Sometimes, I forget how lucky I really am. I take for granted the fact that I can turn on a tap, and clean drinkable water comes out. I have cooling for when it’s hot, and heating for when it’s not. I have clean clothes, a place to sleep, and money to buy myself a mocha-chocca-chai-skinny-fair trade-no animal tested-coffee if I wish to.
And I’m pretty happy with all that. But………….(first world problem warning)…
……I want a dishwasher!
This is probably the strangest thing to desire. I mean, I’d also like to have nice skin, expensive clothing, and weigh something that didn’t make the dog bark every time he hears my screech when I get on the scales.
The dog doesn’t understand about dishwashers, but I’m sure if he did that he’d agree with me.
There are only 2 of us at home; Mr P and I; but I am convinced I could still find enough dishes to fill a dishwasher.
There are a few issues to sort out first though. You see, our kitchen is, to put it politely………dated.
The house itself was built in the early 1950’s, and the benches may have had an update in the early 70’s, but that’s the last time it’s been touched. We have a dripping tap at present that cannot be fixed, because no plumbing fixtures fit any more. It requires new pipes to connect to new fittings, and then we’d need a new sink too!
But oh, that dishwasher.
Why? Well, for starters, I could make scrambled eggs without soaking the saucepan for the next 3 days.

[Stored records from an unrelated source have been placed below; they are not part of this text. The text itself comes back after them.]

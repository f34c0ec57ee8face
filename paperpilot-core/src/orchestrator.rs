//! Pipeline orchestration: parse, summarize, synthesize, and write file
//! outputs, accumulating per-stage reports.
//!
//! Individual paper failures are recorded and the run continues; only an
//! unavailable store aborts the run. Cancellation is cooperative, checked
//! between stages and between papers, so an in-flight completion always
//! runs to completion.

use crate::config::PipelineConfig;
use crate::error::PipelineError;
use crate::extract::DocumentExtractor;
use crate::llm::CompletionProvider;
use crate::stages::{ParseDisposition, Parser, Summarizer, Synthesizer};
use crate::store::{Store, StoreCounts};
use crate::types::{Paper, Synthesis};
use serde::Serialize;
use std::path::{Path, PathBuf};
use std::sync::Arc;
use tokio_util::sync::CancellationToken;
use tracing::{error, info, warn};

/// Where a run currently is, or how it ended.
#[derive(Debug, Clone, Copy, PartialEq, Eq, Serialize)]
pub enum RunState {
    NotStarted,
    Parsing,
    Summarizing,
    Synthesizing,
    /// Every stage completed without failures.
    Done,
    /// The run completed but some items failed or were cancelled.
    PartiallyFailed,
    /// The store became unavailable; remaining stages were skipped.
    Fatal,
}

/// One item that failed within a stage.
#[derive(Debug, Clone, Serialize)]
pub struct StageFailure {
    /// Source path or paper id the failure belongs to.
    pub item: String,
    pub error: String,
}

/// Outcome of one stage across all its items.
#[derive(Debug, Clone, Default, Serialize)]
pub struct StageReport {
    /// Paper ids that went through the stage.
    pub succeeded: Vec<i64>,
    pub failed: Vec<StageFailure>,
    /// Paper ids stored with default metadata instead of a structured
    /// response. Only populated by the parsing stage.
    pub defaulted: Vec<i64>,
}

impl StageReport {
    fn record_failure(&mut self, item: impl Into<String>, err: &PipelineError) {
        self.failed.push(StageFailure {
            item: item.into(),
            error: err.to_string(),
        });
    }
}

/// Full account of a pipeline run.
#[derive(Debug, Clone, Serialize)]
pub struct RunReport {
    pub state: RunState,
    pub parsing: StageReport,
    pub summarizing: StageReport,
    pub synthesizing: StageReport,
    pub synthesis_id: Option<i64>,
}

impl RunReport {
    fn new() -> Self {
        Self {
            state: RunState::NotStarted,
            parsing: StageReport::default(),
            summarizing: StageReport::default(),
            synthesizing: StageReport::default(),
            synthesis_id: None,
        }
    }

    pub fn has_failures(&self) -> bool {
        !self.parsing.failed.is_empty()
            || !self.summarizing.failed.is_empty()
            || !self.synthesizing.failed.is_empty()
    }
}

pub struct Orchestrator {
    store: Arc<Store>,
    parser: Parser,
    summarizer: Summarizer,
    synthesizer: Synthesizer,
    config: PipelineConfig,
    cancel: CancellationToken,
}

impl Orchestrator {
    pub fn new(
        store: Arc<Store>,
        provider: Arc<dyn CompletionProvider>,
        extractor: Arc<dyn DocumentExtractor>,
        config: PipelineConfig,
        cancel: CancellationToken,
    ) -> Self {
        let parser = Parser::new(
            store.clone(),
            provider.clone(),
            extractor,
            config.clone(),
        );
        let summarizer = Summarizer::new(store.clone(), provider.clone(), config.clone());
        let synthesizer = Synthesizer::new(store.clone(), provider, config.clone());
        Self {
            store,
            parser,
            summarizer,
            synthesizer,
            config,
            cancel,
        }
    }

    /// Run the full pipeline over the given documents.
    pub async fn run(&self, paths: &[PathBuf]) -> RunReport {
        let mut report = RunReport::new();

        report.state = RunState::Parsing;
        info!(documents = paths.len(), "Parsing stage started");
        for path in paths {
            if self.cancel.is_cancelled() {
                warn!("Run cancelled during parsing");
                report.state = RunState::PartiallyFailed;
                return report;
            }
            match self.parser.parse(path).await {
                Ok(outcome) => {
                    report.parsing.succeeded.push(outcome.paper_id);
                    if outcome.disposition == ParseDisposition::StoredWithDefaults {
                        report.parsing.defaulted.push(outcome.paper_id);
                    }
                    if let Err(e) = self.write_paper_metadata(outcome.paper_id) {
                        warn!(paper_id = outcome.paper_id, error = %e, "Failed to write metadata output");
                    }
                }
                Err(e) if e.is_fatal() => {
                    error!(path = %path.display(), error = %e, "Store unavailable, aborting run");
                    report.parsing.record_failure(path.display().to_string(), &e);
                    report.state = RunState::Fatal;
                    return report;
                }
                Err(e) => {
                    warn!(path = %path.display(), error = %e, "Failed to parse document");
                    report.parsing.record_failure(path.display().to_string(), &e);
                }
            }
        }

        report.state = RunState::Summarizing;
        info!(papers = report.parsing.succeeded.len(), "Summarization stage started");
        let parsed_ids = report.parsing.succeeded.clone();
        for paper_id in parsed_ids {
            if self.cancel.is_cancelled() {
                warn!("Run cancelled during summarization");
                report.state = RunState::PartiallyFailed;
                return report;
            }
            match self.summarizer.summarize(paper_id).await {
                Ok(_) => {
                    report.summarizing.succeeded.push(paper_id);
                    if let Err(e) = self.write_paper_summary(paper_id) {
                        warn!(paper_id, error = %e, "Failed to write summary output");
                    }
                }
                Err(e) if e.is_fatal() => {
                    error!(paper_id, error = %e, "Store unavailable, aborting run");
                    report.summarizing.record_failure(paper_id.to_string(), &e);
                    report.state = RunState::Fatal;
                    return report;
                }
                Err(e) => {
                    warn!(paper_id, error = %e, "Failed to summarize paper");
                    report.summarizing.record_failure(paper_id.to_string(), &e);
                }
            }
        }

        report.state = RunState::Synthesizing;
        if self.cancel.is_cancelled() {
            warn!("Run cancelled before synthesis");
            report.state = RunState::PartiallyFailed;
            return report;
        }
        match self.synthesizer.synthesize().await {
            Ok(synthesis) => {
                report.synthesizing.succeeded = synthesis.papers_included.clone();
                report.synthesis_id = Some(synthesis.id);
                if let Err(e) = self.write_synthesis_outputs(&synthesis) {
                    warn!(error = %e, "Failed to write synthesis outputs");
                }
            }
            Err(e) if e.is_fatal() => {
                error!(error = %e, "Store unavailable, aborting run");
                report.synthesizing.record_failure("synthesis", &e);
                report.state = RunState::Fatal;
                return report;
            }
            Err(e) => {
                warn!(error = %e, "Synthesis failed");
                report.synthesizing.record_failure("synthesis", &e);
            }
        }

        report.state = if report.has_failures() {
            RunState::PartiallyFailed
        } else {
            RunState::Done
        };
        info!(state = ?report.state, "Pipeline run finished");
        report
    }

    /// Record counts, for progress reporting.
    pub fn progress(&self) -> Result<StoreCounts, PipelineError> {
        self.store.counts().map_err(PipelineError::from)
    }

    fn paper_dir(&self, paper_id: i64) -> PathBuf {
        self.config.paths.data_dir.join(format!("paper_{paper_id}"))
    }

    fn write_paper_metadata(&self, paper_id: i64) -> Result<(), PipelineError> {
        let paper = self.store.get_paper(paper_id)?;
        let dir = self.paper_dir(paper_id);
        std::fs::create_dir_all(&dir)?;
        write_json(&dir.join("metadata.json"), &metadata_view(&paper))
    }

    fn write_paper_summary(&self, paper_id: i64) -> Result<(), PipelineError> {
        let summary = self.store.get_summary(paper_id)?;
        let dir = self.paper_dir(paper_id);
        std::fs::create_dir_all(&dir)?;
        write_json(&dir.join("summary.json"), &summary)
    }

    fn write_synthesis_outputs(&self, synthesis: &Synthesis) -> Result<(), PipelineError> {
        std::fs::create_dir_all(&self.config.paths.data_dir)?;
        write_json(
            &self.config.paths.data_dir.join("synthesis.json"),
            synthesis,
        )?;
        let survey_path = self.config.paths.data_dir.join("mini_survey.md");
        std::fs::write(&survey_path, &synthesis.survey)?;
        info!(path = %survey_path.display(), "Wrote mini-survey");
        Ok(())
    }
}

/// Metadata output leaves out the full text, which can run to megabytes.
fn metadata_view(paper: &Paper) -> serde_json::Value {
    serde_json::json!({
        "id": paper.id,
        "title": paper.title,
        "authors": paper.authors,
        "abstract": paper.abstract_text,
        "year": paper.year,
        "file_path": paper.file_path,
        "file_name": paper.file_name,
        "page_count": paper.page_count,
        "created_at": paper.created_at,
    })
}

fn write_json<T: Serialize>(path: &Path, value: &T) -> Result<(), PipelineError> {
    let json = serde_json::to_string_pretty(value)?;
    std::fs::write(path, json)?;
    Ok(())
}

The chopping boards wouldn’t have yucky bits on them any more and the cutlery would be shiny, not dull and spotty like it is now.
And I would have the cleanest grill in Australia, because after Mr P has grilled chops, I would be able to just pop the grill plate in the dishwasher, instead of fighting to fit the damn thing in the sink so I can scrub it properly.
I might even have a pet name for my dishwasher. I think I’d call him “Mr Spic-and-span”. I like the way that rolls off the tongue.
I have used a dishwasher once before. Some years ago, I had a job in the kitchen of an aged-care facility for a short time. That kitchen had a dishwasher. Unfortunately, I didn’t know that you have to use a detergent specifically made for dishwashers, and you have to put it into a specific place in the dishwasher.
I’ll end that story just there!
Do you know; if we had a dishwasher, I am convinced that my bathroom would be cleaner! Yes, it’s true. I saw a video about it, you see! The video showed me that I could wash the toothbrush holder, the bath-plug, the hairbrushes and combs, the shower cap, the nail brush and even some of the light-fittings. If Mr P wasn’t looking, I might even throw the toothbrushes themselves in!
The same video demonstrated that rubber thongs were ideal dishwasher items too, as well as dog toys. The jury is out on this- I don’t wear rubber thongs, and the dog would pine badly if his beloved ball were out of his sight for more than a minute.
The truth of the matter is, we don’t really need a dishwasher. I just like the idea of having one. It’s quite possibly a reflection of a world where ‘wants’ and ‘needs’ are so easily confused. That is after all one of the greatest marketing ploys of all time, isn’t it -to convert the customer so that a want becomes a need!
In retrospect, Mr Spic-and-span is not really as important as I think he is. Not only that, I have no idea where he would fit in our kitchen; even the toaster fights for some free space.
Maybe I’ll just have to find a different way to cook scrambled eggs.